What you should do
In the data below, find the line containing "let kept = crate::domain::filter::FilterSpec::new()", then set down that line and every later line up to and including the line containing "assert_eq!(Value::Int(2020), Value::Float(2020.0));", exactly.

Supplied data

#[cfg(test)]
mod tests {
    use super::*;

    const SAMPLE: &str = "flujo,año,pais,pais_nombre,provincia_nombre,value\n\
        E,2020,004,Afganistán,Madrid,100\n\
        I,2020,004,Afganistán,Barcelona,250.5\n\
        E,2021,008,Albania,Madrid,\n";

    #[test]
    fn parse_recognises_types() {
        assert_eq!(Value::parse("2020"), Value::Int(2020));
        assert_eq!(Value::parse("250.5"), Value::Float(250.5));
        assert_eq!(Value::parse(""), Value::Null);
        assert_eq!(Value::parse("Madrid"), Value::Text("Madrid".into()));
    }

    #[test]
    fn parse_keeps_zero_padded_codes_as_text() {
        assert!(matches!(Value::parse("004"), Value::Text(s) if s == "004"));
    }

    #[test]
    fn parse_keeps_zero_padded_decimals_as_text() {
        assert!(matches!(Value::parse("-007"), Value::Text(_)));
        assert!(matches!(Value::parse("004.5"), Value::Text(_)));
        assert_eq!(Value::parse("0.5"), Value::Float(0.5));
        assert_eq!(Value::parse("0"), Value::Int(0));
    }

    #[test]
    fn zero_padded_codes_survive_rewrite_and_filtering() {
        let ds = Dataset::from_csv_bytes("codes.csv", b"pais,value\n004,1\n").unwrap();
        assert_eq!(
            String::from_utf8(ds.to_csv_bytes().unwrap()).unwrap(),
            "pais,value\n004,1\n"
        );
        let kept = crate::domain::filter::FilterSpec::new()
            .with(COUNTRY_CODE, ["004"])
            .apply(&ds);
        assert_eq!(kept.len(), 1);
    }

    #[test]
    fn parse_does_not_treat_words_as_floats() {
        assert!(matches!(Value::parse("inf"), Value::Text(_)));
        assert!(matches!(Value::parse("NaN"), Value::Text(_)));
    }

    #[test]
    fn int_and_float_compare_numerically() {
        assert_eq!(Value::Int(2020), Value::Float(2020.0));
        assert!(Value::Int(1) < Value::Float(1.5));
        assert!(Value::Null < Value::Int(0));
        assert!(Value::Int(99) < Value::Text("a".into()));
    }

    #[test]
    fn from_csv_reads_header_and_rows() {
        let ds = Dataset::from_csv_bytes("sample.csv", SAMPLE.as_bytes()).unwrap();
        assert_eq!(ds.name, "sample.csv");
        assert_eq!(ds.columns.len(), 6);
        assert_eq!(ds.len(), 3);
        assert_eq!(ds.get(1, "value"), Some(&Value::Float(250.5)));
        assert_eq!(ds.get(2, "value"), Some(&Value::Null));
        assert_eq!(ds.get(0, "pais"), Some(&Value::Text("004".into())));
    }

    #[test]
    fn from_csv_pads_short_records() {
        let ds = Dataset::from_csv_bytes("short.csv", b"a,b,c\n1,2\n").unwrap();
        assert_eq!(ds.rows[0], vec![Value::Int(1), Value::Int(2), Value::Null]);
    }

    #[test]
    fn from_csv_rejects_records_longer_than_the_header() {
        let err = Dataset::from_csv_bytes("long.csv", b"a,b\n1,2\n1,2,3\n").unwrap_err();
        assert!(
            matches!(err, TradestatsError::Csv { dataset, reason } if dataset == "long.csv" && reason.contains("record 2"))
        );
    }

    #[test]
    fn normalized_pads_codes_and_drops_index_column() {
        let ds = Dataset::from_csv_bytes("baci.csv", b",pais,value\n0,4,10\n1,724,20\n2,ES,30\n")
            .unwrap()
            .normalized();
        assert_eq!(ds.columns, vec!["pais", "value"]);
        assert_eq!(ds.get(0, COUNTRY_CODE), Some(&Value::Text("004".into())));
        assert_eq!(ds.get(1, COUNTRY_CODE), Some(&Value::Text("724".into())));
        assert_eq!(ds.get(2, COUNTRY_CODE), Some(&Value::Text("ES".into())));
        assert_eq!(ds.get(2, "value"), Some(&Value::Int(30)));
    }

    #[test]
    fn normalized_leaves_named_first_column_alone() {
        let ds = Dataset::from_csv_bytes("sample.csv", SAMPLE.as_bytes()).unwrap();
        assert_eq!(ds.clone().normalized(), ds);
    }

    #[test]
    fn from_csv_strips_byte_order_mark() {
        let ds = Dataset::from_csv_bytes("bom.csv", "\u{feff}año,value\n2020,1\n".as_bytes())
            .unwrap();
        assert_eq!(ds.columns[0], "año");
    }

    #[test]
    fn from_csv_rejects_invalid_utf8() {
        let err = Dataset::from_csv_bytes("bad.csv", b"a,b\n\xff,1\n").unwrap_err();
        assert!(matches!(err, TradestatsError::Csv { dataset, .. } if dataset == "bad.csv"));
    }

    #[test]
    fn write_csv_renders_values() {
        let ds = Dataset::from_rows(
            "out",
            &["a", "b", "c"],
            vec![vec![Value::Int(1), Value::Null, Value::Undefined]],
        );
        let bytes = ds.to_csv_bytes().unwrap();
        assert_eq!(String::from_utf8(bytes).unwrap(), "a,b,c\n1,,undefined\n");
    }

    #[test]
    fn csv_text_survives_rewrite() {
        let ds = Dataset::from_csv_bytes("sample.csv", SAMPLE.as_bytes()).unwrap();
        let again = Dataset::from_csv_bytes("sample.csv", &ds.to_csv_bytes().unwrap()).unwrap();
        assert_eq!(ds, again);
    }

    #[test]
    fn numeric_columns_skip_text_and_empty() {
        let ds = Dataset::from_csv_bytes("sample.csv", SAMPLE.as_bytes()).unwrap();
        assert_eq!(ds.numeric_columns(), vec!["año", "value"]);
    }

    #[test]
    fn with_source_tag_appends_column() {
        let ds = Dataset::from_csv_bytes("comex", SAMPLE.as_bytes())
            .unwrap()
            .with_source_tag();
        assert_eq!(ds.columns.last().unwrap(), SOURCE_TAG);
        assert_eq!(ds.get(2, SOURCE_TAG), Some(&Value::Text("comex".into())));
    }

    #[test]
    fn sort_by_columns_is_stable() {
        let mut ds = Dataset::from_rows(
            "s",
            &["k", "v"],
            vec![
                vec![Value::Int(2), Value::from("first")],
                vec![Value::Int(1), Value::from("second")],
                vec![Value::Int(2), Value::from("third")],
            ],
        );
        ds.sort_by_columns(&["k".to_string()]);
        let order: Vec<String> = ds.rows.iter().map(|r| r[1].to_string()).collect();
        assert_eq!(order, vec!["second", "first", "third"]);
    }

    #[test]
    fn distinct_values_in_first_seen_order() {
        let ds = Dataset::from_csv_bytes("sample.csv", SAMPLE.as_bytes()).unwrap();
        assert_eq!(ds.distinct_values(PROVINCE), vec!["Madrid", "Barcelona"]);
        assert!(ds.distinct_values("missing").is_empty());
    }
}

Task solution
        let kept = crate::domain::filter::FilterSpec::new()
            .with(COUNTRY_CODE, ["004"])
            .apply(&ds);
        assert_eq!(kept.len(), 1);
    }

    #[test]
    fn parse_does_not_treat_words_as_floats() {
        assert!(matches!(Value::parse("inf"), Value::Text(_)));
        assert!(matches!(Value::parse("NaN"), Value::Text(_)));
    }

    #[test]
    fn int_and_float_compare_numerically() {
        assert_eq!(Value::Int(2020), Value::Float(2020.0));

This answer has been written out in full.